**WHAT THE TASK ASKS**
Each record below needs to be set down again exactly.

**EXCERPTED RECORDS**
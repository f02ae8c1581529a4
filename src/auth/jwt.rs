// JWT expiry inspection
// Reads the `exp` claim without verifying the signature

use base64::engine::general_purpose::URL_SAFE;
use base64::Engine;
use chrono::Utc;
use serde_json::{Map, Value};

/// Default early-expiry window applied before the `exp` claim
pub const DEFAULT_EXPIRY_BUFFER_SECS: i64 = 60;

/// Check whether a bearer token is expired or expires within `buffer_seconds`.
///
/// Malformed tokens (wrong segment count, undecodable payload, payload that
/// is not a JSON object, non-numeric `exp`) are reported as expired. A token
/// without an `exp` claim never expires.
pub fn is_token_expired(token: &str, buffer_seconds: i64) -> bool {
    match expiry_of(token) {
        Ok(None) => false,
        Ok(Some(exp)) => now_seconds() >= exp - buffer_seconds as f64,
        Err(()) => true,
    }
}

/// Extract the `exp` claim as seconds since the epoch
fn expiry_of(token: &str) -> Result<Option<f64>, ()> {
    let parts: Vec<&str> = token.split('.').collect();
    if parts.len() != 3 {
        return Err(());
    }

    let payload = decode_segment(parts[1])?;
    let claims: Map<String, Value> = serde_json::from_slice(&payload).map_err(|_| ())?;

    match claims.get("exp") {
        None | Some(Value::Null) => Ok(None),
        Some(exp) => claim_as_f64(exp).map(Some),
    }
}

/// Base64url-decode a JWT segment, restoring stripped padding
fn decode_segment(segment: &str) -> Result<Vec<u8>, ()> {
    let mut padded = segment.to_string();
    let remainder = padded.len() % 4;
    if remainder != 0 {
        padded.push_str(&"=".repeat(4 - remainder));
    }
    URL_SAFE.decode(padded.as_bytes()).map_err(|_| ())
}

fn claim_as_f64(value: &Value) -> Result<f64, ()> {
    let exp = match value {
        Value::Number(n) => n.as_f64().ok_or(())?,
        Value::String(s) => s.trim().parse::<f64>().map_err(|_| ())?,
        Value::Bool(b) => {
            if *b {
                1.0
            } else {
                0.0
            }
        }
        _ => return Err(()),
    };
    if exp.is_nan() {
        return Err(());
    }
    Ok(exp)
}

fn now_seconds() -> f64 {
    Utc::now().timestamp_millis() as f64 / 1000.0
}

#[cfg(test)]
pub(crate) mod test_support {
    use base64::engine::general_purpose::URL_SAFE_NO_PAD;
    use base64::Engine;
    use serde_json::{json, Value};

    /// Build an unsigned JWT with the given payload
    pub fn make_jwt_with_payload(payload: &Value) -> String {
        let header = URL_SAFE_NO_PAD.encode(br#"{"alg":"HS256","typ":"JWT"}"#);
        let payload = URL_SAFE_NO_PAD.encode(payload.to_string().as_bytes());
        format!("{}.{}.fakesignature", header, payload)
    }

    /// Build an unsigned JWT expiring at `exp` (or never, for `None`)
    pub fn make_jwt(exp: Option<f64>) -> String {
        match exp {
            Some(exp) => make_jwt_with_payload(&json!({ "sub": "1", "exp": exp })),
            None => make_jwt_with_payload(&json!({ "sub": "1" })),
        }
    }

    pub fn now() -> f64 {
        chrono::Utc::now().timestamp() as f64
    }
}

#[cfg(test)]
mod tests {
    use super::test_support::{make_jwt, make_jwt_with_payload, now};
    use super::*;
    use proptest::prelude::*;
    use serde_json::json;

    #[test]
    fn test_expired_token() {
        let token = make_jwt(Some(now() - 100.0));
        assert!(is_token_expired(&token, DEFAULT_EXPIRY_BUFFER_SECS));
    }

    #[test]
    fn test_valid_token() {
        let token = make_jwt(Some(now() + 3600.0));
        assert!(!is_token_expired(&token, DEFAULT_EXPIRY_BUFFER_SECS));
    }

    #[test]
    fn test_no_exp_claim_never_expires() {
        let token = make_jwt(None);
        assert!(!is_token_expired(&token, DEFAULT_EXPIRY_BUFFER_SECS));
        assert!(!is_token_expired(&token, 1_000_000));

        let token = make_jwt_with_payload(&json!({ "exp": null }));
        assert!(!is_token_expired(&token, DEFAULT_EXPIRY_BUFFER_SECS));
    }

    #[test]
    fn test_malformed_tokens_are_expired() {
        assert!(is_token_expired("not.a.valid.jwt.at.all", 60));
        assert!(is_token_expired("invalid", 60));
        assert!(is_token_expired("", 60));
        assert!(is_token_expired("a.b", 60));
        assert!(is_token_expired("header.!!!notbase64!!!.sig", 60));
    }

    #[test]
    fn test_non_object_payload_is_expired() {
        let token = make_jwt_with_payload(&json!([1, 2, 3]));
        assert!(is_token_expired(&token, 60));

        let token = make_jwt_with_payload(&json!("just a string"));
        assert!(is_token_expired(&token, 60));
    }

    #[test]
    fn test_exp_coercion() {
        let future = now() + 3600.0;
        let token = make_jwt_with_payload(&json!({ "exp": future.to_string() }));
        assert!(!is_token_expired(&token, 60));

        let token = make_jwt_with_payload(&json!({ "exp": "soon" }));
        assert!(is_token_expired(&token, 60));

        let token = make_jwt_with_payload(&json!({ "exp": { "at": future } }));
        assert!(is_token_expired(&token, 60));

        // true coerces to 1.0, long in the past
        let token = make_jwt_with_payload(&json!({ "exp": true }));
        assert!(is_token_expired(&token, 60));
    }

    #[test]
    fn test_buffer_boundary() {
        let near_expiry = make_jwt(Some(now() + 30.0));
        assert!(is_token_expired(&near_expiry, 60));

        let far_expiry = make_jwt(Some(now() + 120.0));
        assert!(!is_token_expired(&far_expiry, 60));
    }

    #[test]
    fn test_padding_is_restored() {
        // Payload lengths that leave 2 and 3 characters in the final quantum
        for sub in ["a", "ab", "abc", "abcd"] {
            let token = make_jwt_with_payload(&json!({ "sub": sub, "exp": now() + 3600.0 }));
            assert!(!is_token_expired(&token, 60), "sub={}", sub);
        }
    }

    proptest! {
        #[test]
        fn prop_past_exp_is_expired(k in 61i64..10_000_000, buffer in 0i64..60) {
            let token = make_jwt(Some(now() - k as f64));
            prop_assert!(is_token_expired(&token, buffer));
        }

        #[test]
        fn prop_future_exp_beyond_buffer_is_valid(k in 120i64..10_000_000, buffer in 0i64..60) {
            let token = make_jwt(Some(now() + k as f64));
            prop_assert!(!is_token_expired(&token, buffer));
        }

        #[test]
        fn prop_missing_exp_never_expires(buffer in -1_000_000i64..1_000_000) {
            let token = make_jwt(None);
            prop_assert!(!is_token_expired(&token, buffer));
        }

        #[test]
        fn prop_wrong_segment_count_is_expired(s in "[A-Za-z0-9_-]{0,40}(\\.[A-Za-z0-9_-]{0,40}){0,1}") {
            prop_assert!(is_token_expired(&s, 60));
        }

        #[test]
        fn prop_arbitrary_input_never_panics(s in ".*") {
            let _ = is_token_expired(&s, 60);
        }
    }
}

**EXPECTED ANSWER**
repository f02ae8c1581529a4
filename src/auth/jwt.rs
// JWT expiry inspection
// Reads the `exp` claim without verifying the signature

use base64::engine::general_purpose::URL_SAFE;
use base64::Engine;
use chrono::Utc;
use serde_json::{Map, Value};

/// Default early-expiry window applied before the `exp` claim
pub const DEFAULT_EXPIRY_BUFFER_SECS: i64 = 60;

/// Check whether a bearer token is expired or expires within `buffer_seconds`.
///
/// Malformed tokens (wrong segment count, undecodable payload, payload that
/// is not a JSON object, non-numeric `exp`) are reported as expired. A token
/// without an `exp` claim never expires.
pub fn is_token_expired(token: &str, buffer_seconds: i64) -> bool {
    match expiry_of(token) {
        Ok(None) => false,
        Ok(Some(exp)) => now_seconds() >= exp - buffer_seconds as f64,
        Err(()) => true,
    }
}

/// Extract the `exp` claim as seconds since the epoch
fn expiry_of(token: &str) -> Result<Option<f64>, ()> {
    let parts: Vec<&str> = token.split('.').collect();
    if parts.len() != 3 {
        return Err(());
    }

    let payload = decode_segment(parts[1])?;
    let claims: Map<String, Value> = serde_json::from_slice(&payload).map_err(|_| ())?;

    match claims.get("exp") {
        None | Some(Value::Null) => Ok(None),
        Some(exp) => claim_as_f64(exp).map(Some),
    }
}

/// Base64url-decode a JWT segment, restoring stripped padding
fn decode_segment(segment: &str) -> Result<Vec<u8>, ()> {
    let mut padded = segment.to_string();
    let remainder = padded.len() % 4;
    if remainder != 0 {
        padded.push_str(&"=".repeat(4 - remainder));
    }
    URL_SAFE.decode(padded.as_bytes()).map_err(|_| ())
}

fn claim_as_f64(value: &Value) -> Result<f64, ()> {
    let exp = match value {
        Value::Number(n) => n.as_f64().ok_or(())?,
        Value::String(s) => s.trim().parse::<f64>().map_err(|_| ())?,
        Value::Bool(b) => {
            if *b {
                1.0
            } else {
                0.0
            }
        }
        _ => return Err(()),
    };
    if exp.is_nan() {
        return Err(());
    }
    Ok(exp)
}

fn now_seconds() -> f64 {
    Utc::now().timestamp_millis() as f64 / 1000.0
}

#[cfg(test)]
pub(crate) mod test_support {
    use base64::engine::general_purpose::URL_SAFE_NO_PAD;
    use base64::Engine;
    use serde_json::{json, Value};

    /// Build an unsigned JWT with the given payload
    pub fn make_jwt_with_payload(payload: &Value) -> String {
        let header = URL_SAFE_NO_PAD.encode(br#"{"alg":"HS256","typ":"JWT"}"#);
        let payload = URL_SAFE_NO_PAD.encode(payload.to_string().as_bytes());
        format!("{}.{}.fakesignature", header, payload)
    }

    /// Build an unsigned JWT expiring at `exp` (or never, for `None`)
    pub fn make_jwt(exp: Option<f64>) -> String {
        match exp {
            Some(exp) => make_jwt_with_payload(&json!({ "sub": "1", "exp": exp })),
            None => make_jwt_with_payload(&json!({ "sub": "1" })),
        }
    }

    pub fn now() -> f64 {
        chrono::Utc::now().timestamp() as f64
    }
}

#[cfg(test)]
mod tests {
    use super::test_support::{make_jwt, make_jwt_with_payload, now};
    use super::*;
    use proptest::prelude::*;
    use serde_json::json;

    #[test]
    fn test_expired_token() {
        let token = make_jwt(Some(now() - 100.0));
        assert!(is_token_expired(&token, DEFAULT_EXPIRY_BUFFER_SECS));
    }

    #[test]
    fn test_valid_token() {
        let token = make_jwt(Some(now() + 3600.0));
        assert!(!is_token_expired(&token, DEFAULT_EXPIRY_BUFFER_SECS));
    }

    #[test]
    fn test_no_exp_claim_never_expires() {
        let token = make_jwt(None);
        assert!(!is_token_expired(&token, DEFAULT_EXPIRY_BUFFER_SECS));
        assert!(!is_token_expired(&token, 1_000_000));

        let token = make_jwt_with_payload(&json!({ "exp": null }));
        assert!(!is_token_expired(&token, DEFAULT_EXPIRY_BUFFER_SECS));
    }

    #[test]
    fn test_malformed_tokens_are_expired() {
        assert!(is_token_expired("not.a.valid.jwt.at.all", 60));
        assert!(is_token_expired("invalid", 60));
        assert!(is_token_expired("", 60));
        assert!(is_token_expired("a.b", 60));
        assert!(is_token_expired("header.!!!notbase64!!!.sig", 60));
    }

    #[test]
    fn test_non_object_payload_is_expired() {
        let token = make_jwt_with_payload(&json!([1, 2, 3]));
        assert!(is_token_expired(&token, 60));

        let token = make_jwt_with_payload(&json!("just a string"));
        assert!(is_token_expired(&token, 60));
    }

    #[test]
    fn test_exp_coercion() {
        let future = now() + 3600.0;
        let token = make_jwt_with_payload(&json!({ "exp": future.to_string() }));
        assert!(!is_token_expired(&token, 60));

        let token = make_jwt_with_payload(&json!({ "exp": "soon" }));
        assert!(is_token_expired(&token, 60));

        let token = make_jwt_with_payload(&json!({ "exp": { "at": future } }));
        assert!(is_token_expired(&token, 60));

        // true coerces to 1.0, long in the past
        let token = make_jwt_with_payload(&json!({ "exp": true }));
        assert!(is_token_expired(&token, 60));
    }

    #[test]
    fn test_buffer_boundary() {
        let near_expiry = make_jwt(Some(now() + 30.0));
        assert!(is_token_expired(&near_expiry, 60));

        let far_expiry = make_jwt(Some(now() + 120.0));
        assert!(!is_token_expired(&far_expiry, 60));
    }

    #[test]
    fn test_padding_is_restored() {
        // Payload lengths that leave 2 and 3 characters in the final quantum
        for sub in ["a", "ab", "abc", "abcd"] {
            let token = make_jwt_with_payload(&json!({ "sub": sub, "exp": now() + 3600.0 }));
            assert!(!is_token_expired(&token, 60), "sub={}", sub);
        }
    }

    proptest! {
        #[test]
        fn prop_past_exp_is_expired(k in 61i64..10_000_000, buffer in 0i64..60) {
            let token = make_jwt(Some(now() - k as f64));
            prop_assert!(is_token_expired(&token, buffer));
        }

        #[test]
        fn prop_future_exp_beyond_buffer_is_valid(k in 120i64..10_000_000, buffer in 0i64..60) {
            let token = make_jwt(Some(now() + k as f64));
            prop_assert!(!is_token_expired(&token, buffer));
        }

        #[test]
        fn prop_missing_exp_never_expires(buffer in -1_000_000i64..1_000_000) {
            let token = make_jwt(None);
            prop_assert!(!is_token_expired(&token, buffer));
        }

        #[test]
        fn prop_wrong_segment_count_is_expired(s in "[A-Za-z0-9_-]{0,40}(\\.[A-Za-z0-9_-]{0,40}){0,1}") {
            prop_assert!(is_token_expired(&s, 60));
        }

        #[test]
        fn prop_arbitrary_input_never_panics(s in ".*") {
            let _ = is_token_expired(&s, 60);
        }
    }
}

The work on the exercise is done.